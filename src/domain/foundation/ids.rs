//! Strongly-typed identifier value objects.

use serde::{Deserialize, Serialize};
use std::fmt;
use std::str::FromStr;
use uuid::Uuid;

/// Unique identifier for a weighted criterion.
#[derive(Debug, Clone, Copy, PartialEq, Eq, Hash, Serialize, Deserialize)]
#[serde(transparent)]
pub struct CriterionId(Uuid);

impl CriterionId {
    /// Creates a new random CriterionId.
    pub fn new() -> Self {
        Self(Uuid::new_v4())
    }

}

impl Default for CriterionId {
    fn default() -> Self {
        Self::new()
    }
}

impl fmt::Display for CriterionId {
    fn fmt(&self, f: &mut fmt::Formatter<'_>) -> fmt::Result {
        write!(f, "{}", self.0)
    }
}

impl FromStr for CriterionId {
    type Err = uuid::Error;

    fn from_str(s: &str) -> Result<Self, Self::Err> {
        Ok(Self(Uuid::parse_str(s)?))
    }
}

/// Unique identifier for a decision option.
#[derive(Debug, Clone, Copy, PartialEq, Eq, Hash, Serialize, Deserialize)]
#[serde(transparent)]
pub struct OptionId(Uuid);

impl OptionId {
    /// Creates a new random OptionId.
    pub fn new() -> Self {
        Self(Uuid::new_v4())
    }

}

impl Default for OptionId {
    fn default() -> Self {
        Self::new()
    }
}

impl fmt::Display for OptionId {
    fn fmt(&self, f: &mut fmt::Formatter<'_>) -> fmt::Result {
        write!(f, "{}", self.0)
    }
}

impl FromStr for OptionId {
    type Err = uuid::Error;

    fn from_str(s: &str) -> Result<Self, Self::Err> {
        Ok(Self(Uuid::parse_str(s)?))
    }
}

#[cfg(test)]
mod tests {
    use super::*;

    #[test]
    fn criterion_ids_are_unique() {
        assert_ne!(CriterionId::new(), CriterionId::new());
    }

    #[test]
    fn option_id_round_trips_through_string() {
        let id = OptionId::new();
        let parsed: OptionId = id.to_string().parse().unwrap();
        assert_eq!(parsed, id);
    }

    #[test]
    fn criterion_id_rejects_garbage() {
        assert!("not-a-uuid".parse::<CriterionId>().is_err());
    }

    #[test]
    fn ids_serialize_as_bare_uuid_strings() {
        let id = CriterionId::new();
        let json = serde_json::to_string(&id).unwrap();
        assert_eq!(json, format!("\"{}\"", id));
        assert!(Uuid::parse_str(json.trim_matches('"')).is_ok());
    }
}
//! Percentage value object (0-100 scale).

use serde::{Deserialize, Serialize};
use std::fmt;

use super::ValidationError;

/// A value between 0 and 100 inclusive.
#[derive(Debug, Clone, Copy, PartialEq, Eq, PartialOrd, Ord, Hash, Serialize, Deserialize)]
#[serde(transparent)]
pub struct Percentage(u8);

impl Percentage {
    /// Zero percent.
    pub const ZERO: Self = Self(0);

    /// One hundred percent.
    pub const HUNDRED: Self = Self(100);

    /// Creates a new Percentage, clamping to valid range.
    pub fn new(value: u8) -> Self {
        Self(value.min(100))
    }

    /// Creates a Percentage, returning error if out of range.
    pub fn try_new(value: u8) -> Result<Self, ValidationError> {
        if value > 100 {
            return Err(ValidationError::out_of_range(
                "percentage",
                0,
                100,
                value as i32,
            ));
        }
        Ok(Self(value))
    }

    /// Rounds `part / whole` to the nearest whole percent.
    ///
    /// A zero `whole` yields zero. Ratios above one clamp to 100.
    pub fn of(part: u32, whole: u32) -> Self {
        if whole == 0 {
            return Self::ZERO;
        }
        let ratio = f64::from(part) / f64::from(whole);
        Self::new((ratio * 100.0).round().min(100.0) as u8)
    }

    /// Returns the value as u8.
    pub fn value(&self) -> u8 {
        self.0
    }

    /// Returns the value as a fraction (0.0 to 1.0).
    pub fn as_fraction(&self) -> f64 {
        f64::from(self.0) / 100.0
    }
}

impl Default for Percentage {
    fn default() -> Self {
        Self::ZERO
    }
}

impl fmt::Display for Percentage {
    fn fmt(&self, f: &mut fmt::Formatter<'_>) -> fmt::Result {
        write!(f, "{}%", self.0)
    }
}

———

Prompt - Only the lines above from the line containing "assert_ne!(CriterionId::new(), CriterionId::new());" through the line containing "out of range." should be retyped, exactly and with both ends included.

Result of this task -
        assert_ne!(CriterionId::new(), CriterionId::new());
    }

    #[test]
    fn option_id_round_trips_through_string() {
        let id = OptionId::new();
        let parsed: OptionId = id.to_string().parse().unwrap();
        assert_eq!(parsed, id);
    }

    #[test]
    fn criterion_id_rejects_garbage() {
        assert!("not-a-uuid".parse::<CriterionId>().is_err());
    }

    #[test]
    fn ids_serialize_as_bare_uuid_strings() {
        let id = CriterionId::new();
        let json = serde_json::to_string(&id).unwrap();
        assert_eq!(json, format!("\"{}\"", id));
        assert!(Uuid::parse_str(json.trim_matches('"')).is_ok());
    }
}
//! Percentage value object (0-100 scale).

use serde::{Deserialize, Serialize};
use std::fmt;

use super::ValidationError;

/// A value between 0 and 100 inclusive.
#[derive(Debug, Clone, Copy, PartialEq, Eq, PartialOrd, Ord, Hash, Serialize, Deserialize)]
#[serde(transparent)]
pub struct Percentage(u8);

impl Percentage {
    /// Zero percent.
    pub const ZERO: Self = Self(0);

    /// One hundred percent.
    pub const HUNDRED: Self = Self(100);

    /// Creates a new Percentage, clamping to valid range.
    pub fn new(value: u8) -> Self {
        Self(value.min(100))
    }

    /// Creates a Percentage, returning error if out of range.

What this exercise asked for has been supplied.